The student news site of Westford Academy

WA Ghostwriter

The student news site of Westford Academy

WA Ghostwriter

‘The Gentleman’s Guide to Vice and Virtue’: one of the most underrated queer novels

Provided by Goodreads
Cover of Mackenzie Lee’s novel, ‘A Gentleman’s Guide To Vice and Virtue’

One of the most notable features of WA is its extensive selection of clubs that students can be a part of. One of those clubs is the WA Book Club, which is run by seniors Jocelyn Vogel and Meaghan Lu. The club’s members read a new book every month, and this month, they are reading the novel A Gentleman’s Guide To Vice and Virtue by Mackenzie Lee.

The book is a historical fiction novel about a young boy named Henry (Monty) Montague, who is accompanied by his best friend and unrequited love Percy Newton, and sister Felicty Montague on a tour around Europe.
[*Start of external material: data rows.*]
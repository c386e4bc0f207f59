use std::sync::Arc;
use std::time::Duration;

use anyhow::Result;
use axum::{
    Router,
    routing::{get, post},
};
use tokio::net::TcpListener;
use tokio::signal;
use tokio::sync::Notify;
use tower_http::cors::{Any, CorsLayer};
use tower_http::trace::TraceLayer;
use tracing::{error, info, warn};

use super::{AppState, handlers};
use crate::auth::AuthorizationComponents;
use crate::config::AppConfig;
use crate::health::{liveness_handler, readiness_handler};

/// Start the HTTP server and run until SIGINT or SIGTERM.
///
/// In-flight requests get `server.shutdown_timeout` seconds to drain. The
/// components are shut down afterwards, which stops the cache sweep.
pub async fn start_server(config: AppConfig, components: AuthorizationComponents) -> Result<()> {
    let app = create_router(AppState::new(components.clone()));

    let bind_addr = format!("{}:{}", config.server.bind, config.server.port);
    let listener = TcpListener::bind(&bind_addr)
        .await
        .map_err(|e| anyhow::anyhow!("Failed to bind to {}: {}. Is another process using this port?", bind_addr, e))?;
    info!("Server listening on {}", bind_addr);

    let stop = Arc::new(Notify::new());
    let serve = axum::serve(listener, app).with_graceful_shutdown({
        let stop = stop.clone();
        async move { stop.notified().await }
    });
    let mut server = tokio::spawn(async move { serve.await });

    tokio::select! {
        result = &mut server => {
            result??;
        }
        _ = shutdown_signal() => {
            stop.notify_one();
            let drain = Duration::from_secs(config.server.shutdown_timeout);
            match tokio::time::timeout(drain, &mut server).await {
                Ok(result) => result??,
                Err(_) => {
                    warn!(timeout_secs = config.server.shutdown_timeout, "Graceful shutdown timed out, aborting");
                    server.abort();
                }
            }
        }
    }

    components.shutdown().await;
    info!("Server shutdown complete");
    Ok(())
}

/// Build the routing table.
pub fn create_router(state: AppState) -> Router {
    Router::new()
        .route("/", get(liveness_handler))
        .route("/api", get(liveness_handler))
        .route("/ping", get(liveness_handler))
        .route("/check/uiamp", get(liveness_handler))
        .route("/health", get(liveness_handler))
        .route("/health/ready", get(readiness_handler))
        .route("/iam/verify", post(handlers::verify))
        .route("/iam/grant", post(handlers::grant_access))
        .route("/iam/revoke", post(handlers::revoke_access))
        .route("/permission/grant", post(handlers::grant_permission))
        .route("/permission/revoke", post(handlers::revoke_permission))
        .route("/custom", post(handlers::custom))
        .route("/events", post(handlers::publish_event))
        .with_state(state)
        .layer(TraceLayer::new_for_http())
        .layer(
            CorsLayer::new()
                .allow_origin(Any)
                .allow_methods(Any)
                .allow_headers(Any),
        )
}

/// Wait for SIGINT or SIGTERM.
async fn shutdown_signal() {
    let ctrl_c = async {
        if let Err(e) = signal::ctrl_c().await {
            error!(error = %e, "Failed to listen for Ctrl+C");
            std::future::pending::<()>().await;
        }
    };

    #[cfg(unix)]
    let terminate = async {
        match signal::unix::signal(signal::unix::SignalKind::terminate()) {
            Ok(mut sigterm) => {
                sigterm.recv().await;
            }
            Err(e) => {
                error!(error = %e, "Failed to install SIGTERM handler");
                std::future::pending::<()>().await;
            }
        }
    };

    #[cfg(not(unix))]
    let terminate = std::future::pending::<()>();

    tokio::select! {
        _ = ctrl_c => {
            info!("Received SIGINT (Ctrl+C), starting graceful shutdown");
        }
        _ = terminate => {
            info!("Received SIGTERM, starting graceful shutdown");
        }
    }
}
Their tour gets cut short when his carriage is attacked by a group of powerful men in search of a mysterious object. 

The story tackles modern issues faced by people in 18th century England that people don’t get to hear about often. Characters are shown struggling with being queer in a society where that is thought to be a sin, being a woman in a male-run society, and with issues with mental and physical health in a time where that wasn’t understood as much as today.

I quite enjoyed the book, and found the delicate balance between the slight undertones of fantasy and reality to be very well done. I think that the plot of the book was engaging,the humor entertaining, and I really enjoyed learning about times in history from the eyes of people whose perspectives we don’t get to see as often.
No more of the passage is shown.